• **Goal of the exercise**: Using the records that appear below, write out exactly the lines from the one with "use csv::Writer;" through the one with "use serde_json::json;", keeping both end lines.

• **Extracted information**:
● ● ●

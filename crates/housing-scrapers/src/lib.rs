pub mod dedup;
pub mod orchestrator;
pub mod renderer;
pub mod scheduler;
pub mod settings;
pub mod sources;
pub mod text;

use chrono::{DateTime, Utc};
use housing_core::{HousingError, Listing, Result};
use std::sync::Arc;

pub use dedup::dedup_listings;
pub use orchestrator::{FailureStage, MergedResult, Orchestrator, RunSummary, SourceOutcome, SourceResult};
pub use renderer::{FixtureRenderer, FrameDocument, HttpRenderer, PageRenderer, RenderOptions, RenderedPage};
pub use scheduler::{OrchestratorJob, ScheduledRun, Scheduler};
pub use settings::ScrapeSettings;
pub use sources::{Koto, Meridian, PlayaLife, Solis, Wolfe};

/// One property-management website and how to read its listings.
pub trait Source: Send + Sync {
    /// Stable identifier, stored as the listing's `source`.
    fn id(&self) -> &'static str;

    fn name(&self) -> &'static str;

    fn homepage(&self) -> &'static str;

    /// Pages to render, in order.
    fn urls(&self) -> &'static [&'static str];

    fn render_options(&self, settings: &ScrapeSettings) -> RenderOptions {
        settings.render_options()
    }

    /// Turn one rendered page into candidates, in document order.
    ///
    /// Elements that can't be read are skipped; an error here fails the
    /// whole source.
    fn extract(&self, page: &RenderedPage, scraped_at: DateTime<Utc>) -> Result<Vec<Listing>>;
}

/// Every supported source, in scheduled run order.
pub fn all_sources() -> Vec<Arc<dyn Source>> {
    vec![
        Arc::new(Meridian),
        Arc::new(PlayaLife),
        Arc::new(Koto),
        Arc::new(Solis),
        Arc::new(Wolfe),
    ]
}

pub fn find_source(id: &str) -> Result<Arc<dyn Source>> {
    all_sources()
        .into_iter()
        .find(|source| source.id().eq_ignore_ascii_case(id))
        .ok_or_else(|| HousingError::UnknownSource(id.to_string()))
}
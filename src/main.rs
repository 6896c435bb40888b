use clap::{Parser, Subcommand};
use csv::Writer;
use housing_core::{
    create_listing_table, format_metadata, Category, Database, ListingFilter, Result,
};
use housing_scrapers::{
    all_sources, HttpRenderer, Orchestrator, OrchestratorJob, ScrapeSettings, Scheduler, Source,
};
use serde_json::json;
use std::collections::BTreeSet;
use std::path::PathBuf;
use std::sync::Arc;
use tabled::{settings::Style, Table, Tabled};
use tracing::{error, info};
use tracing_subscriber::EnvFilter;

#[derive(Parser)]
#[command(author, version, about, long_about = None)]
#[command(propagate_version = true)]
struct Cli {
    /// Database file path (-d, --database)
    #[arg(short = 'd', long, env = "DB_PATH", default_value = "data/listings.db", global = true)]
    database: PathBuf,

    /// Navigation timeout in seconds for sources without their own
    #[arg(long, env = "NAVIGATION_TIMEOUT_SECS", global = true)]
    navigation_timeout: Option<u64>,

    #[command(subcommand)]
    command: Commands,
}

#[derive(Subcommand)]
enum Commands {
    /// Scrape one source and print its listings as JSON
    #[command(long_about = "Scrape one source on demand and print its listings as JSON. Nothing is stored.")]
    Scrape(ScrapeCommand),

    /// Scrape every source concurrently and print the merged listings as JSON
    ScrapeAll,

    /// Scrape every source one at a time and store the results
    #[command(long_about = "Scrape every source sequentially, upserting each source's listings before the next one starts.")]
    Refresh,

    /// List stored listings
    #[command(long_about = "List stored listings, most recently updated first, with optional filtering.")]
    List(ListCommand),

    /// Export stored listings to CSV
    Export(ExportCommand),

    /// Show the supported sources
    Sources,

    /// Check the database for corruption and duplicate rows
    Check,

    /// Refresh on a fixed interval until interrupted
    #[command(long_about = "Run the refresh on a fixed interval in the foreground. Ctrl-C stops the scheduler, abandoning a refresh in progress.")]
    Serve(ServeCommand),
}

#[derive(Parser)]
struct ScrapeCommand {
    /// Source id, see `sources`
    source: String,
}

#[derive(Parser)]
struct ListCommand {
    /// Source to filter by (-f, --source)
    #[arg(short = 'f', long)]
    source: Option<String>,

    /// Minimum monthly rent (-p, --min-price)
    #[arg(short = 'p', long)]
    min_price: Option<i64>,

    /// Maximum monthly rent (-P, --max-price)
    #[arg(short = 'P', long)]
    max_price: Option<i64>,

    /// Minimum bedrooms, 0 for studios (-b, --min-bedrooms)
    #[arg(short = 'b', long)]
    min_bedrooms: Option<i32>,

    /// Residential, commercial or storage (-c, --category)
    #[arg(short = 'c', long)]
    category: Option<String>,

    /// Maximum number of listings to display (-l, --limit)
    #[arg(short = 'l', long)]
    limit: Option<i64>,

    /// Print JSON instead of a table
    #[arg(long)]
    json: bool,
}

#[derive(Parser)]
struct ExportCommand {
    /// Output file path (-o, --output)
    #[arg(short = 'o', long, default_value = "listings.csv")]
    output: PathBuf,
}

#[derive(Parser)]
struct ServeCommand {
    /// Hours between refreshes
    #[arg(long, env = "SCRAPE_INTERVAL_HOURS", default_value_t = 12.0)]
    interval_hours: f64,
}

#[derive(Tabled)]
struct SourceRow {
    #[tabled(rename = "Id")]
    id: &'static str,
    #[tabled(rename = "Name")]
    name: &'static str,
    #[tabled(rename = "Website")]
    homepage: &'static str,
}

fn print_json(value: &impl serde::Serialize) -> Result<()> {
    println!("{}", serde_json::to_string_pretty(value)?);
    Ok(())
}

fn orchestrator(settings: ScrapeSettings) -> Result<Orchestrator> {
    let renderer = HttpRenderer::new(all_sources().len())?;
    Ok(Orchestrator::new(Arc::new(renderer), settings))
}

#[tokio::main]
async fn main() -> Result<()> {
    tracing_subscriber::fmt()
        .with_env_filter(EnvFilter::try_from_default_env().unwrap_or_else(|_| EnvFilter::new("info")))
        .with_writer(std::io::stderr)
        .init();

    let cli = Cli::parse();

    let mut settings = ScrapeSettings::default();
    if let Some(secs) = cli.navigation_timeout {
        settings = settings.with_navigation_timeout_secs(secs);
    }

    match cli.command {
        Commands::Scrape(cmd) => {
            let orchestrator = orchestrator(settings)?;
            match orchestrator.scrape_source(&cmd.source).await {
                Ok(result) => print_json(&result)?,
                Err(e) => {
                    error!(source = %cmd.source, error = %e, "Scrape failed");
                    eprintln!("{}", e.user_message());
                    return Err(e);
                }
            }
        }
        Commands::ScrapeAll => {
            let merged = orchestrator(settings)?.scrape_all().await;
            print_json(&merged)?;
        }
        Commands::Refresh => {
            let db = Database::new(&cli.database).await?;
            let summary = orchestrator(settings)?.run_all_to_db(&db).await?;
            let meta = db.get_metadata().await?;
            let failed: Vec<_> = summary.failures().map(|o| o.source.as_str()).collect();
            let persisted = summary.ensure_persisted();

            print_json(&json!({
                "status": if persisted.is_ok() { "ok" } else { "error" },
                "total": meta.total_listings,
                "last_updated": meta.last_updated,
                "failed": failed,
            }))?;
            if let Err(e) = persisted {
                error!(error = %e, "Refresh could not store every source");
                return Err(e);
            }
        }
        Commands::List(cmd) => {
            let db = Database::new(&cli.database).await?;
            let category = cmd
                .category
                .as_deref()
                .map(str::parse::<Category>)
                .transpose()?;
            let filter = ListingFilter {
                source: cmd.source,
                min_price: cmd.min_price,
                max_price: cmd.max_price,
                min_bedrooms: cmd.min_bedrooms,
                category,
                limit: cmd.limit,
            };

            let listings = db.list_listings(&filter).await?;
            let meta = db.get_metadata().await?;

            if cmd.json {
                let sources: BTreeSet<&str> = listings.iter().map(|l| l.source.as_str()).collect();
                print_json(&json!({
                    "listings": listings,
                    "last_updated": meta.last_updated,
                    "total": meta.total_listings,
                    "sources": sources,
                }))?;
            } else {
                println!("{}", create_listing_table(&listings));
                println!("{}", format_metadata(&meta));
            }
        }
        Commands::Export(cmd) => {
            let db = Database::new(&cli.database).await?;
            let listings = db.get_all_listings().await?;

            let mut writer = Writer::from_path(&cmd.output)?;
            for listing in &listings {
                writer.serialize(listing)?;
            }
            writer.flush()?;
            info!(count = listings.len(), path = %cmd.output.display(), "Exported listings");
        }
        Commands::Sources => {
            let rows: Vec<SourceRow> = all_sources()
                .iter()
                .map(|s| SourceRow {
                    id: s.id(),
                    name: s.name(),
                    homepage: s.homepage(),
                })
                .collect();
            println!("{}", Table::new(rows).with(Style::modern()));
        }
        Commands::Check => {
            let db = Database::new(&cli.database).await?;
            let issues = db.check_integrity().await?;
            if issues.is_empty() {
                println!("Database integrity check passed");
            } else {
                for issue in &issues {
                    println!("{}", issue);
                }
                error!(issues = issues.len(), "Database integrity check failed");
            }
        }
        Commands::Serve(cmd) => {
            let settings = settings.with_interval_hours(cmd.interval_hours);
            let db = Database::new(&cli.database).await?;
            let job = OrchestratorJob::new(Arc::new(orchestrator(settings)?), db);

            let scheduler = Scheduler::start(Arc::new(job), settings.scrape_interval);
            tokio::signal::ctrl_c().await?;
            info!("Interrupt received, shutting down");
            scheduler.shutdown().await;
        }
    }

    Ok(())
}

● ● ●

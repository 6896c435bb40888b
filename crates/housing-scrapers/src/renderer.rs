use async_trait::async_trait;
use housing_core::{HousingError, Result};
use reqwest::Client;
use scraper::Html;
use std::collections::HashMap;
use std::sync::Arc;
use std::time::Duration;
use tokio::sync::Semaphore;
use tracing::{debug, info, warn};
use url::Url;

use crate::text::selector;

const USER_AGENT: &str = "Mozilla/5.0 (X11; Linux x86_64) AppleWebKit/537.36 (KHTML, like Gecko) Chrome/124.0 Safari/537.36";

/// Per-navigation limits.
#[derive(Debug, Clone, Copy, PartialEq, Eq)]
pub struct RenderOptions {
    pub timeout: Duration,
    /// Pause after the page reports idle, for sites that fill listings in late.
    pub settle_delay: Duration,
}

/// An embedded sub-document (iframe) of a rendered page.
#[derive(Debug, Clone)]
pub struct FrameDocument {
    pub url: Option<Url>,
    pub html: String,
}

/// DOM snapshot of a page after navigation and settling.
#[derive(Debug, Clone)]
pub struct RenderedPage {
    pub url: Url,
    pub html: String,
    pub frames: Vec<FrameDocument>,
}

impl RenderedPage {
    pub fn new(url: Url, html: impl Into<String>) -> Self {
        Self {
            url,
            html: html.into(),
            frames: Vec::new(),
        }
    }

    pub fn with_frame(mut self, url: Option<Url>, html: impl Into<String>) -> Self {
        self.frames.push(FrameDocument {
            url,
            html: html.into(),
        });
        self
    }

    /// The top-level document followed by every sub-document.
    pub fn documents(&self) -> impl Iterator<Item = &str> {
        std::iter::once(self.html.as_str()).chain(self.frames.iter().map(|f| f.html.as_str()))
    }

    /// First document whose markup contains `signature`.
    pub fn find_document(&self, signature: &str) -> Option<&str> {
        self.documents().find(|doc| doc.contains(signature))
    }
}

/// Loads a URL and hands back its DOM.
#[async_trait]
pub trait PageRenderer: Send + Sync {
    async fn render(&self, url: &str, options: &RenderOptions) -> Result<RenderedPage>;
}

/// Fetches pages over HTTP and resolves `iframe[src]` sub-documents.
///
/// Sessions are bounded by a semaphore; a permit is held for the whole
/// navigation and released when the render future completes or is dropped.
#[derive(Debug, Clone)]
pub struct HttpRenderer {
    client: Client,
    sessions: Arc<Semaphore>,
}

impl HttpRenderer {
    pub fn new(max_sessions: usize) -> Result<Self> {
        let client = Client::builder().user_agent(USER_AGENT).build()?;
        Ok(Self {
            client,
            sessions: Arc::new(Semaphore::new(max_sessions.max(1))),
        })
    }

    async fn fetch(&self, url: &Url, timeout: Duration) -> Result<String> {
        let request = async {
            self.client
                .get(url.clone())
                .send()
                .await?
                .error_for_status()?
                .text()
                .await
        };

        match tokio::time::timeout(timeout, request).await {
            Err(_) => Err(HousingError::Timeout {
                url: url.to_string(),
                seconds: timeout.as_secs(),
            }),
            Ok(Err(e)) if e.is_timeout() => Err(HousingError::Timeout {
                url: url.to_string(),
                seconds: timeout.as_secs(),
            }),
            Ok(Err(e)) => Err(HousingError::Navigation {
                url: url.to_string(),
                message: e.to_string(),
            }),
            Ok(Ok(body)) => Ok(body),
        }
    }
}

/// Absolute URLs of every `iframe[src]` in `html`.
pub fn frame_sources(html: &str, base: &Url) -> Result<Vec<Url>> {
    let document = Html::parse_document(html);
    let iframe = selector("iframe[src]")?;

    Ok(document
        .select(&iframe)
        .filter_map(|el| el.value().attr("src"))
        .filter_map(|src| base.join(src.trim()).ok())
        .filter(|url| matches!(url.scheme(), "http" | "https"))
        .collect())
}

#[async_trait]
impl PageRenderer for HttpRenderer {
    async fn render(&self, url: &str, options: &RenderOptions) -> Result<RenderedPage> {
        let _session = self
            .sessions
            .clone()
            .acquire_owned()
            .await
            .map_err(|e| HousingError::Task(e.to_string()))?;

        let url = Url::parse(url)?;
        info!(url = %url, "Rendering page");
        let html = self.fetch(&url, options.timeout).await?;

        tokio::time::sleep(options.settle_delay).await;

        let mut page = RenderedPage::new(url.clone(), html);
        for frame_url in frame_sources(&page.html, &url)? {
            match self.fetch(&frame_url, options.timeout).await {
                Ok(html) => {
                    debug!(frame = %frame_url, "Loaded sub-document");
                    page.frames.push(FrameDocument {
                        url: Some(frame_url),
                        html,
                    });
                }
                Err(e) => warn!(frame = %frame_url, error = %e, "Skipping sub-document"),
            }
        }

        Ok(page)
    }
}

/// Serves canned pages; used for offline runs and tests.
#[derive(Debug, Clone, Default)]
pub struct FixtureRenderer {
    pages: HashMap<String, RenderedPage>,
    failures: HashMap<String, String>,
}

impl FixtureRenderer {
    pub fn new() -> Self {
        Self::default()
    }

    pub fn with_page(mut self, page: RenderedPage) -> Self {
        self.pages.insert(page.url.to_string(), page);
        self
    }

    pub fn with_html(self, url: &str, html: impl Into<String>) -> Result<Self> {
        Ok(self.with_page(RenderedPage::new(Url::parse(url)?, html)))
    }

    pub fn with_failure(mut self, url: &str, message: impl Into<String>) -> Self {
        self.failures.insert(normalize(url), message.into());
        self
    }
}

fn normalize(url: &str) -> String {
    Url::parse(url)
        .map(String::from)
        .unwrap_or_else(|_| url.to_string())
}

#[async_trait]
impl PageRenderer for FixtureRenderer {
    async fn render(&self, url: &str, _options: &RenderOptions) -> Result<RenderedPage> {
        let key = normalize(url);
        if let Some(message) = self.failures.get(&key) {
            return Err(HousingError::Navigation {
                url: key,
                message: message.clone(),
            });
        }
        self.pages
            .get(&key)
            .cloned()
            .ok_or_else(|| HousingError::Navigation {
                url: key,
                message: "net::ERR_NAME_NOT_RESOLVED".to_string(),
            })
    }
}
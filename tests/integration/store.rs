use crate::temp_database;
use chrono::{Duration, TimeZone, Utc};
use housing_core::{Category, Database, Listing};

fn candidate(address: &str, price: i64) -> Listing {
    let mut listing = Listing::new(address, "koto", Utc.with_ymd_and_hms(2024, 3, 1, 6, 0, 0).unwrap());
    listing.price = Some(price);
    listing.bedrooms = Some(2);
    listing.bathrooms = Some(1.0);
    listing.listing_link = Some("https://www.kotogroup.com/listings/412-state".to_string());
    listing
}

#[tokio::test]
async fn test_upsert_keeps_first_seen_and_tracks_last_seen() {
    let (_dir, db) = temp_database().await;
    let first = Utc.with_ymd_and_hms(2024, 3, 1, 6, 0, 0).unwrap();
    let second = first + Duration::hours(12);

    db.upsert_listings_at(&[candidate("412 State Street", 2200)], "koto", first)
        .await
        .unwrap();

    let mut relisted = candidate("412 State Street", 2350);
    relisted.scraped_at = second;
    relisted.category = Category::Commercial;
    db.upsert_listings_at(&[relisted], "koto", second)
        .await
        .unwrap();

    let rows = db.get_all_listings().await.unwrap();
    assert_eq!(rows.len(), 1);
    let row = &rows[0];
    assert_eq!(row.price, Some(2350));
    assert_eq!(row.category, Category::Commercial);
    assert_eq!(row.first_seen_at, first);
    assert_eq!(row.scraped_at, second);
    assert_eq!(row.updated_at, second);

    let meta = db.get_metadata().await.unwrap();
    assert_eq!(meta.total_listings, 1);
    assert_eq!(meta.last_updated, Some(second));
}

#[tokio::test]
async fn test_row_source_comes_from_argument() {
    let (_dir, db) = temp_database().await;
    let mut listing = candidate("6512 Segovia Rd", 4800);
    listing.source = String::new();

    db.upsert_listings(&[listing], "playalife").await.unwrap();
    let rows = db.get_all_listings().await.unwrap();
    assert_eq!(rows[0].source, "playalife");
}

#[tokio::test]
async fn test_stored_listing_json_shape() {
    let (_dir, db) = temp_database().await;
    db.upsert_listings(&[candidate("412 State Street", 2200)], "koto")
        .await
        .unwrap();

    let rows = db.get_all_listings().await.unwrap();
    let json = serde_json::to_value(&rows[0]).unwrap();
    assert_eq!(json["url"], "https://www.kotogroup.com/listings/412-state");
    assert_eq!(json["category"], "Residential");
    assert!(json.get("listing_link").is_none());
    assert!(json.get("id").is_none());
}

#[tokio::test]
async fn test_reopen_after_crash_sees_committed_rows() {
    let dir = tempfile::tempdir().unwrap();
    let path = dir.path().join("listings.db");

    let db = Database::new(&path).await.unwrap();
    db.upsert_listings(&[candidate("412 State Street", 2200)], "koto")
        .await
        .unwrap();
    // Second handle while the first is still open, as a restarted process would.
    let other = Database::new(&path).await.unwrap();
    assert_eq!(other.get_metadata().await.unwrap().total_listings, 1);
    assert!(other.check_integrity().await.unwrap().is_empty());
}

● ● ●

• **Solution for this task**:
use csv::Writer;
use housing_core::{
    create_listing_table, format_metadata, Category, Database, ListingFilter, Result,
};
use housing_scrapers::{
    all_sources, HttpRenderer, Orchestrator, OrchestratorJob, ScrapeSettings, Scheduler, Source,
};
use serde_json::json;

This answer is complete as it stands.